We could argue that there are many ways to secure the digital photographs we have, but how many photos have you already lost to a broken phone or to a crashed computer? How many of your precious photos are just sitting on a USB in a drawer somewhere or in a folder on a computer? Does your household even have a computer or is everything done through your phones and televisions?  We have no idea where or how technology will evolve and how that will impact our digital storage.


I mean, look at floppy discs, and even CD’s. It's an aged process to find a floppy disc reader and most modern computers don't even have CD readers. Will eventually USB & USB ports become archaic too? Will they need to be transferred to a new medium like VHS or Beta Tapes? Even if you do find a good VHS or CD reader, you now have to hope that the device is in good enough shape to read the disc/tape as well as hope that the disc/tape are in good enough shape to be read! We can all agree that over time, the older the technology the less reliable it becomes.

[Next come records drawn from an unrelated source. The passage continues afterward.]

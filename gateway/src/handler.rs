//! Public REST routes

use axum::extract::{Path, State};
use axum::http::StatusCode;
use axum::routing::{get, post, put};
use axum::{Json, Router};
use serde::{Deserialize, Serialize};
use std::sync::Arc;
use tower_http::trace::TraceLayer;

use shared::error::{ApiResponse, AppResult};
use shared::models::{
    CreateItemRequest, CreateItemResponse, CreateOrderRequest, ItemWithQuantity, Order, StockItem,
    UpdateItemRequest, validate_items,
};

use crate::clients::{OrdersGateway, StocksGateway};

#[derive(Clone)]
pub struct AppState {
    pub orders: Arc<dyn OrdersGateway>,
    pub stocks: Arc<dyn StocksGateway>,
    /// Public base URL used in customer redirects
    pub public_addr: Arc<str>,
}

#[derive(Debug, Serialize, Deserialize)]
pub struct CreateOrderResponse {
    pub order: Order,
    #[serde(rename = "redirectToURL")]
    pub redirect_to_url: String,
}

pub fn router(state: AppState) -> Router {
    Router::new()
        .route("/customers/{customer_id}/orders", post(create_order))
        .route(
            "/customers/{customer_id}/orders/{order_id}",
            get(get_order),
        )
        .route("/stocks", get(get_items).post(create_item))
        .route(
            "/stocks/{id}",
            get(get_item).put(update_item).delete(delete_item),
        )
        .route("/stocks/{id}/{quantity}", put(update_stock))
        .layer(TraceLayer::new_for_http())
        .with_state(state)
}

async fn create_order(
    State(state): State<AppState>,
    Path(customer_id): Path<String>,
    Json(items): Json<Vec<ItemWithQuantity>>,
) -> AppResult<(StatusCode, Json<ApiResponse<CreateOrderResponse>>)> {
    validate_items(&items)?;

    let order = state
        .orders
        .create_order(&CreateOrderRequest { customer_id, items })
        .await?;
    let redirect_to_url = order.success_url(&state.public_addr);

    Ok((
        StatusCode::CREATED,
        Json(ApiResponse::success(CreateOrderResponse {
            order,
            redirect_to_url,
        })),
    ))
}

async fn get_order(
    State(state): State<AppState>,
    Path((customer_id, order_id)): Path<(String, String)>,
) -> AppResult<Json<ApiResponse<Order>>> {
    let order = state.orders.get_order(&order_id, &customer_id).await?;
    Ok(Json(ApiResponse::success(order)))
}

async fn create_item(
    State(state): State<AppState>,
    Json(request): Json<CreateItemRequest>,
) -> AppResult<(StatusCode, Json<ApiResponse<CreateItemResponse>>)> {
    let id = state.stocks.create_item(&request).await?;
    Ok((
        StatusCode::CREATED,
        Json(ApiResponse::success(CreateItemResponse { id })),
    ))
}

async fn get_items(State(state): State<AppState>) -> AppResult<Json<ApiResponse<Vec<StockItem>>>> {
    Ok(Json(ApiResponse::success(state.stocks.get_items().await?)))
}

async fn get_item(
    State(state): State<AppState>,
    Path(id): Path<String>,
) -> AppResult<Json<ApiResponse<StockItem>>> {
    Ok(Json(ApiResponse::success(state.stocks.get_item(&id).await?)))
}

async fn update_item(
    State(state): State<AppState>,
    Path(id): Path<String>,
    Json(request): Json<UpdateItemRequest>,
) -> AppResult<Json<ApiResponse<StockItem>>> {
    Ok(Json(ApiResponse::success(
        state.stocks.update_item(&id, request).await?,
    )))
}

async fn update_stock(
    State(state): State<AppState>,
    Path((id, quantity)): Path<(String, i64)>,
) -> AppResult<Json<ApiResponse<StockItem>>> {
    Ok(Json(ApiResponse::success(
        state.stocks.update_stock(&id, quantity).await?,
    )))
}

async fn delete_item(
    State(state): State<AppState>,
    Path(id): Path<String>,
) -> AppResult<Json<ApiResponse<()>>> {
    state.stocks.delete_item(&id).await?;
    Ok(Json(ApiResponse::ok()))
}
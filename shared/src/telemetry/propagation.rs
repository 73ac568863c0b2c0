//! W3C trace-context propagation across RPC and broker boundaries

use std::collections::HashMap;

use http::{HeaderMap, HeaderName, HeaderValue};
use opentelemetry::propagation::{Extractor, Injector};
use opentelemetry::{Context, global, trace::TraceContextExt as _};
use opentelemetry_sdk::propagation::TraceContextPropagator;
use tracing::Span;
use tracing_opentelemetry::OpenTelemetrySpanExt as _;

/// Trace context carried as plain string pairs (broker message headers)
pub type TraceHeaders = HashMap<String, String>;

/// Install the W3C propagator globally. Safe to call more than once.
pub fn install_propagator() {
    global::set_text_map_propagator(TraceContextPropagator::new());
}

/// Serialize `cx` into a header map
pub fn inject_context(cx: &Context) -> TraceHeaders {
    let mut headers = TraceHeaders::new();
    global::get_text_map_propagator(|propagator| propagator.inject_context(cx, &mut headers));
    headers
}

/// Serialize the context of the current tracing span
pub fn current_trace_headers() -> TraceHeaders {
    inject_context(&Span::current().context())
}

/// Rebuild a remote parent context, or `None` when no valid trace is carried
pub fn extract_context(headers: &TraceHeaders) -> Option<Context> {
    extract_with(headers)
}

/// Same as [`extract_context`], reading HTTP request headers
pub fn extract_http_context(headers: &HeaderMap) -> Option<Context> {
    extract_with(&HeaderExtractor(headers))
}

/// Write the current span's context into outgoing HTTP headers
pub fn inject_http_headers(headers: &mut HeaderMap) {
    let cx = Span::current().context();
    global::get_text_map_propagator(|propagator| {
        propagator.inject_context(&cx, &mut HeaderInjector(headers))
    });
}

/// Parent `span` on the context carried by `headers`, if any
pub fn set_parent_from(span: &Span, headers: &TraceHeaders) {
    if let Some(parent) = extract_context(headers)
        && let Err(e) = span.set_parent(parent)
    {
        tracing::warn!(error = %e, "failed to set parent context on span");
    }
}

fn extract_with(extractor: &dyn Extractor) -> Option<Context> {
    global::get_text_map_propagator(|propagator| {
        // Fresh base context so a missing header never inherits the local span chain
        let cx = propagator.extract_with_context(&Context::new(), extractor);
        let valid = cx.span().span_context().is_valid();
        valid.then_some(cx)
    })
}

struct HeaderExtractor<'a>(&'a HeaderMap);

impl Extractor for HeaderExtractor<'_> {
    fn get(&self, key: &str) -> Option<&str> {
        self.0.get(key).and_then(|v| v.to_str().ok())
    }

    fn keys(&self) -> Vec<&str> {
        self.0.keys().map(HeaderName::as_str).collect()
    }
}

struct HeaderInjector<'a>(&'a mut HeaderMap);

impl Injector for HeaderInjector<'_> {
    fn set(&mut self, key: &str, value: String) {
        if let (Ok(name), Ok(value)) = (
            HeaderName::from_bytes(key.as_bytes()),
            HeaderValue::from_str(&value),
        ) {
            self.0.insert(name, value);
        }
    }
}

#[cfg(test)]
mod tests {
    use super::*;
    use opentelemetry::trace::{SpanContext, SpanId, TraceFlags, TraceId, TraceState};

    fn remote_context() -> (Context, SpanContext) {
        let span_context = SpanContext::new(
            TraceId::from_hex("4bf92f3577b34da6a3ce929d0e0e4736").unwrap(),
            SpanId::from_hex("00f067aa0ba902b7").unwrap(),
            TraceFlags::SAMPLED,
            true,
            TraceState::default(),
        );
        (
            Context::new().with_remote_span_context(span_context.clone()),
            span_context,
        )
    }

    #[test]
    fn test_inject_then_extract() {
        install_propagator();
        let (cx, span_context) = remote_context();

        let headers = inject_context(&cx);
        assert_eq!(
            headers.get("traceparent").map(String::as_str),
            Some("00-4bf92f3577b34da6a3ce929d0e0e4736-00f067aa0ba902b7-01")
        );

        let extracted = extract_context(&headers).unwrap();
        let extracted_span = extracted.span();
        assert_eq!(
            extracted_span.span_context().trace_id(),
            span_context.trace_id()
        );
        assert_eq!(extracted_span.span_context().span_id(), span_context.span_id());
    }

    #[test]
    fn test_extract_without_trace_is_none() {
        install_propagator();
        assert!(extract_context(&TraceHeaders::new()).is_none());

        let mut garbage = TraceHeaders::new();
        garbage.insert("traceparent".into(), "not-a-trace".into());
        assert!(extract_context(&garbage).is_none());
    }

    #[test]
    fn test_extract_http_headers() {
        install_propagator();
        let mut headers = HeaderMap::new();
        headers.insert(
            "traceparent",
            HeaderValue::from_static("00-4bf92f3577b34da6a3ce929d0e0e4736-00f067aa0ba902b7-01"),
        );

        let cx = extract_http_context(&headers).unwrap();
        assert_eq!(
            cx.span().span_context().trace_id(),
            TraceId::from_hex("4bf92f3577b34da6a3ce929d0e0e4736").unwrap()
        );
    }
}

This holds true for your USB, CD and hard-drive storage devices. None of that is guaranteed. If you read the labels of external storage devices, there will be a disclosure that there is a life span to the device that cannot guarantee that it will do its job much beyond a few years. And let's not even talk about social media.... What would happen if tomorrow Facebook or Instagram just shut down? Everything you ever shared or saved was gone forever. Are you prepared for that? Because it could happen.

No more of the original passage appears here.